Mais est-il facile de s’assurer du consentement ? Surtout quand le handicap de la femme l’empêche de l’exprimer oralement.

C’est à ce stade que des abus peuvent se produire.

“Soyons réalistes. Quand le handicap mental est grave, les femmes ne comprennent pas ce qu’on dit, elles ne parlent pas, parfois elles bougent même très peu, donc on sait très bien qu’elles n’ont pas leur mot à dire », explique Ghada Hatem, gynécologue travaillant pour le comité. d’experts qui évaluent chaque demande de stérilisation.

C’est pourquoi “on demande aux parents ou aux tuteurs quand cela nous semble raisonnable”, avoue-t-elle.

Bien que l’avis de la commission – composée de gynécologues, de psychiatres et d’associations – ne soit pas contraignant, Hatem affirme que le juge ne va presque jamais à l’encontre de leur avis.

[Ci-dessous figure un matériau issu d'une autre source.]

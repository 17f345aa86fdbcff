// src/extractors.rs

use axum::{
    Json,
    extract::{FromRequest, FromRequestParts, Path, Request},
    http::request::Parts,
};
use serde::de::DeserializeOwned;
use validator::Validate;

use crate::error::AppError;

/// JSON body extractor that also runs the payload's `validator` rules.
///
/// Malformed bodies and failed rules both surface as `AppError::BadRequest`,
/// so clients always get a `{ "message": ... }` body instead of axum's plain-text rejection.
pub struct ValidatedJson<T>(pub T);

impl<S, T> FromRequest<S> for ValidatedJson<T>
where
    T: DeserializeOwned + Validate,
    S: Send + Sync,
{
    type Rejection = AppError;

    async fn from_request(req: Request, state: &S) -> Result<Self, Self::Rejection> {
        let Json(value) = Json::<T>::from_request(req, state)
            .await
            .map_err(|rejection| AppError::BadRequest(rejection.body_text()))?;

        value.validate()?;

        Ok(ValidatedJson(value))
    }
}

/// `Path` with its rejection (e.g. a non-numeric id) reported as `AppError::BadRequest`.
pub struct ApiPath<T>(pub T);

impl<S, T> FromRequestParts<S> for ApiPath<T>
where
    T: DeserializeOwned + Send,
    S: Send + Sync,
{
    type Rejection = AppError;

    async fn from_request_parts(parts: &mut Parts, state: &S) -> Result<Self, Self::Rejection> {
        let Path(value) = Path::<T>::from_request_parts(parts, state)
            .await
            .map_err(|rejection| AppError::BadRequest(rejection.body_text()))?;

        Ok(ApiPath(value))
    }
}
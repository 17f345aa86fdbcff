// src/models/comment.rs

use std::collections::HashMap;

use chrono::{DateTime, Utc};
use serde::{Deserialize, Serialize};
use sqlx::FromRow;
use validator::Validate;

/// Length of the parent excerpt attached to a freshly created reply.
const PARENT_EXCERPT_CHARS: usize = 50;

/// Represents the 'comments' table in the database.
#[derive(Debug, Clone, FromRow)]
pub struct Comment {
    pub id: i64,
    pub user_id: i64,
    /// Author's username at the time of posting.
    pub username: String,
    pub text: String,
    pub parent_id: Option<i64>,
    pub is_reply: bool,
    pub upvote_count: i64,
    pub created_at: DateTime<Utc>,
}

/// One row of the 'comment_upvotes' table.
#[derive(Debug, Clone, FromRow)]
pub struct Upvote {
    pub comment_id: i64,
    pub user_id: i64,
}

/// DTO for creating a new comment or reply.
#[derive(Debug, Deserialize, Validate)]
#[serde(rename_all = "camelCase")]
pub struct CreateCommentRequest {
    #[serde(default)]
    #[validate(length(max = 5000, message = "Comment must be at most 5000 characters"))]
    pub text: String,

    /// Optional: the ID of the comment being replied to.
    #[serde(default, alias = "parent_id")]
    pub parent_id: Option<i64>,
}

/// Upvote aggregate as seen by one viewer.
#[derive(Debug, Clone, Serialize)]
#[serde(rename_all = "camelCase")]
pub struct Upvotes {
    pub count: i64,
    pub users: Vec<i64>,
    pub user_has_upvoted: bool,
}

/// A comment with its reply subtree attached.
#[derive(Debug, Clone, Serialize)]
#[serde(rename_all = "camelCase")]
pub struct CommentNode {
    pub id: i64,
    #[serde(rename = "user")]
    pub user_id: i64,
    pub username: String,
    pub text: String,
    pub parent_id: Option<i64>,
    pub is_reply: bool,
    pub upvotes: Upvotes,
    pub created_at: DateTime<Utc>,
    pub replies: Vec<CommentNode>,
}

impl CommentNode {
    pub fn new(comment: Comment, voters: Vec<i64>, viewer: i64, replies: Vec<CommentNode>) -> Self {
        let user_has_upvoted = voters.contains(&viewer);
        CommentNode {
            id: comment.id,
            user_id: comment.user_id,
            username: comment.username,
            text: comment.text,
            parent_id: comment.parent_id,
            is_reply: comment.is_reply,
            upvotes: Upvotes {
                count: comment.upvote_count,
                users: voters,
                user_has_upvoted,
            },
            created_at: comment.created_at,
            replies,
        }
    }
}

/// Short summary of the parent returned alongside a new reply.
#[derive(Debug, Clone, Serialize)]
pub struct ParentInfo {
    pub id: i64,
    pub text: String,
    pub username: String,
}

impl ParentInfo {
    pub fn from_parent(parent: &Comment) -> Self {
        ParentInfo {
            id: parent.id,
            text: excerpt(&parent.text, PARENT_EXCERPT_CHARS),
            username: parent.username.clone(),
        }
    }
}

/// First `max_chars` characters of `text`, with "..." appended when cut.
pub fn excerpt(text: &str, max_chars: usize) -> String {
    match text.char_indices().nth(max_chars) {
        Some((cut, _)) => format!("{}...", &text[..cut]),
        None => text.to_string(),
    }
}

/// Response for `POST /api/comments`.
#[derive(Debug, Serialize)]
#[serde(rename_all = "camelCase")]
pub struct CreatedComment {
    #[serde(flatten)]
    pub comment: CommentNode,
    #[serde(skip_serializing_if = "Option::is_none")]
    pub parent_info: Option<ParentInfo>,
}

/// Response for the upvote endpoints.
#[derive(Debug, Serialize)]
#[serde(rename_all = "camelCase")]
pub struct UpvoteResponse {
    pub id: i64,
    pub upvotes: i64,
    pub user_has_upvoted: bool,
}

/// One step of a parent path, root first.
#[derive(Debug, Serialize, FromRow)]
#[serde(rename_all = "camelCase")]
pub struct PathEntry {
    pub id: i64,
    pub text: String,
    pub username: String,
    pub is_reply: bool,
    pub created_at: DateTime<Utc>,
}

/// Flat comment rows grouped by parent, ready to be assembled into trees.
///
/// Assembly consumes the rows: each stored row is attached at most once, so it
/// terminates even if the parent pointers were ever to form a cycle.
pub struct CommentForest {
    children: HashMap<Option<i64>, Vec<Comment>>,
    voters: HashMap<i64, Vec<i64>>,
    viewer: i64,
}

impl CommentForest {
    pub fn new(comments: Vec<Comment>, upvotes: Vec<Upvote>, viewer: i64) -> Self {
        let mut children: HashMap<Option<i64>, Vec<Comment>> = HashMap::new();
        for comment in comments {
            children.entry(comment.parent_id).or_default().push(comment);
        }

        let mut voters: HashMap<i64, Vec<i64>> = HashMap::new();
        for upvote in upvotes {
            voters.entry(upvote.comment_id).or_default().push(upvote.user_id);
        }

        CommentForest {
            children,
            voters,
            viewer,
        }
    }

    /// Top-level comments, newest first, each with its full subtree.
    pub fn top_level(mut self) -> Vec<CommentNode> {
        let mut roots = self.children.remove(&None).unwrap_or_default();
        roots.sort_by(|a, b| (b.created_at, b.id).cmp(&(a.created_at, a.id)));
        roots.into_iter().map(|c| self.attach(c)).collect()
    }

    /// Replies to `parent_id`, oldest first, each with its full subtree.
    pub fn replies_to(mut self, parent_id: i64) -> Vec<CommentNode> {
        self.take_replies(parent_id)
    }

    /// Builds the node for `root`, which need not be among the forest's rows.
    pub fn subtree_of(mut self, root: Comment) -> CommentNode {
        self.attach(root)
    }

    fn take_replies(&mut self, parent_id: i64) -> Vec<CommentNode> {
        let mut replies = self.children.remove(&Some(parent_id)).unwrap_or_default();
        replies.sort_by(|a, b| (a.created_at, a.id).cmp(&(b.created_at, b.id)));
        replies.into_iter().map(|c| self.attach(c)).collect()
    }

    fn attach(&mut self, comment: Comment) -> CommentNode {
        let replies = self.take_replies(comment.id);
        let voters = self.voters.remove(&comment.id).unwrap_or_default();
        CommentNode::new(comment, voters, self.viewer, replies)
    }
}
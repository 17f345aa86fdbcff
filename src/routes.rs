// src/routes.rs

use axum::{
    Router,
    http::{HeaderValue, Method, header},
    middleware,
    routing::{get, post},
};
use tower::ServiceBuilder;
use tower_http::{cors::CorsLayer, services::ServeDir, trace::TraceLayer};

use crate::{
    handlers::{auth, comment, profile},
    state::AppState,
    utils::jwt::auth_middleware,
};

fn cors_layer(origins: &[String]) -> CorsLayer {
    let origins: Vec<HeaderValue> = origins
        .iter()
        .filter_map(|origin| match origin.parse() {
            Ok(value) => Some(value),
            Err(_) => {
                tracing::warn!("Ignoring invalid CORS origin: {}", origin);
                None
            }
        })
        .collect();

    CorsLayer::new()
        .allow_origin(origins)
        .allow_methods([Method::GET, Method::POST, Method::DELETE])
        .allow_headers([header::AUTHORIZATION, header::CONTENT_TYPE])
}

/// Assembles the main application router.
///
/// * `/api/users`: register and login are public, profile requires a token.
/// * `/api/comments`: every route requires a token.
/// * Applies global middleware (Trace, CORS) and, when configured, serves the
///   frontend bundle for unmatched paths.
pub fn create_router(state: AppState) -> Router {
    let require_auth = middleware::from_fn_with_state(state.clone(), auth_middleware);

    let user_routes = Router::new()
        .route("/register", post(auth::register))
        .route("/login", post(auth::login))
        .merge(
            Router::new()
                .route("/profile", get(profile::get_profile))
                .route_layer(require_auth.clone()),
        );

    let comment_routes = Router::new()
        .route(
            "/",
            get(comment::list_comments).post(comment::create_comment),
        )
        .route("/{id}", get(comment::get_comment))
        .route("/{id}/replies", get(comment::get_replies))
        .route("/{id}/parents", get(comment::get_parent_path))
        .route(
            "/{id}/upvote",
            post(comment::upvote_comment).delete(comment::remove_upvote),
        )
        .route_layer(require_auth);

    let mut router = Router::new()
        .nest("/api/users", user_routes)
        .nest("/api/comments", comment_routes);

    if let Some(dir) = &state.config.static_dir {
        router = router.fallback_service(ServeDir::new(dir));
    }

    router
        // Global Middleware (applied from outside in)
        .layer(
            ServiceBuilder::new()
                .layer(TraceLayer::new_for_http())
                .layer(cors_layer(&state.config.cors_origins)),
        )
        .with_state(state)
}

Avant la stérilisation, les experts doivent s’assurer que toute autre méthode de contraception peut être utilisée. Cependant, le gynécologue réfute cet argument.

“A quoi bon faire quelque chose qui ne soit pas irréversible ? Si on savait que dans cinq ans son handicap serait guéri et qu’elle pourrait s’occuper de son enfant de façon autonome. Mais ce n’est pas vrai, alors à quoi bon choisir quelque chose qui doit être renouvelé périodiquement ?”, argumente-t-elle.

“On ne peut pas rêver”, acquiesce le Dr Rey-Quinio, qui coordonne depuis Paris le comité d’experts d’Ile-de-France.

La décision médicale dans ces cas est basée sur “ce que nous considérons comme le bénéfice-risque de l’intervention pour le patient”.

C’est ce qui est arrivé en 2016 à l’un des patients d’Idiard-Chamois. Le gynécologue travaillant avec la sage-femme a signé la recommandation au juge de stériliser une fille incapable d’exprimer sa volonté.

C’est la seule demande de stérilisation qu’ils ont acceptée depuis l’ouverture de leur clinique. La sage-femme dit qu’elle n’était pas d’accord et qu’elle n’a pas signé.

“La patiente était une jeune femme pour qui l’implant contraceptif n’avait pas fonctionné et sa mère nous harcelait sans cesse pour que nous signions l’autorisation”, se souvient-elle, agacée qu’ils n’aient pas pu obtenir le consentement de la patiente.

Cet article a été réalisé avec le soutien de Journalismfund Europe.